Doronicum orientale, the Oriental leopard's bane, is a European plant species in the family Asteraceae.

==Description==
Doronicum orientale is a perennial herb that has daisy-like yellow flower heads on long, straight stems, which attract nectar-eating insects. The plants grow to approximately 2 feet (60 cm) tall. The basal foliage is bright green with cordate leaves that have scalloped margins. Its native habitats include moist, rocky outcrops and woodland areas.

==Etymology==
The specific epithet "orientale," means "eastern" and is in reference to its native range of eastern Europe, not eastern Asia.

==Distribution==
It is native to southeastern Europe (Italy, Greece, the Balkans, Hungary, Moldova, Ukraine, southern European Russia) and parts of southwest Asia (Turkey, South Caucasus).

==Cultivation==
Doronicum orientale is widely cultivated as an ornamental.
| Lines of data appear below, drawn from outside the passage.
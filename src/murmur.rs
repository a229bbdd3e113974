//! MurmurHash2, 32-bit variant, over raw byte strings.
//!
//! Bucket placement depends on these exact bits, so the mixing steps must
//! not change: words are read little-endian regardless of target, and all
//! arithmetic wraps.

/// Seed used by tables that do not configure their own.
pub const SEED: u32 = 5381;

const M: u32 = 0x5bd1_e995;
const R: u32 = 24;

/// Hash `bytes` with the default [`SEED`].
#[inline]
pub fn murmur2(bytes: &[u8]) -> u32 {
    murmur2_with_seed(bytes, SEED)
}

/// Hash `bytes` with an explicit seed.
pub fn murmur2_with_seed(bytes: &[u8], seed: u32) -> u32 {
    // The length is folded in modulo 2^32.
    let mut h = seed ^ (bytes.len() as u32);

    let mut words = bytes.chunks_exact(4);
    for word in &mut words {
        let mut k = u32::from_le_bytes([word[0], word[1], word[2], word[3]]);
        k = k.wrapping_mul(M);
        k ^= k >> R;
        k = k.wrapping_mul(M);

        h = h.wrapping_mul(M);
        h ^= k;
    }

    let tail = words.remainder();
    if tail.len() >= 3 {
        h ^= u32::from(tail[2]) << 16;
    }
    if tail.len() >= 2 {
        h ^= u32::from(tail[1]) << 8;
    }
    if let Some(&first) = tail.first() {
        h ^= u32::from(first);
        h = h.wrapping_mul(M);
    }

    h ^= h >> 13;
    h = h.wrapping_mul(M);
    h ^= h >> 15;
    h
}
There are a few reports of the species having escaped cultivation and been found growing wild in parts of Canada, but the plant apparently failed to become established there. D. orientale is a hardy (to zone 3) perennial, blooming in early spring. It likes both shade and sun and is easily grown in moist, fertile soil. The plant attracts butterflies. Cultivars include 'Little Leo', which is semi-double.

==Toxicity==
All parts of this plant are poisonous to humans.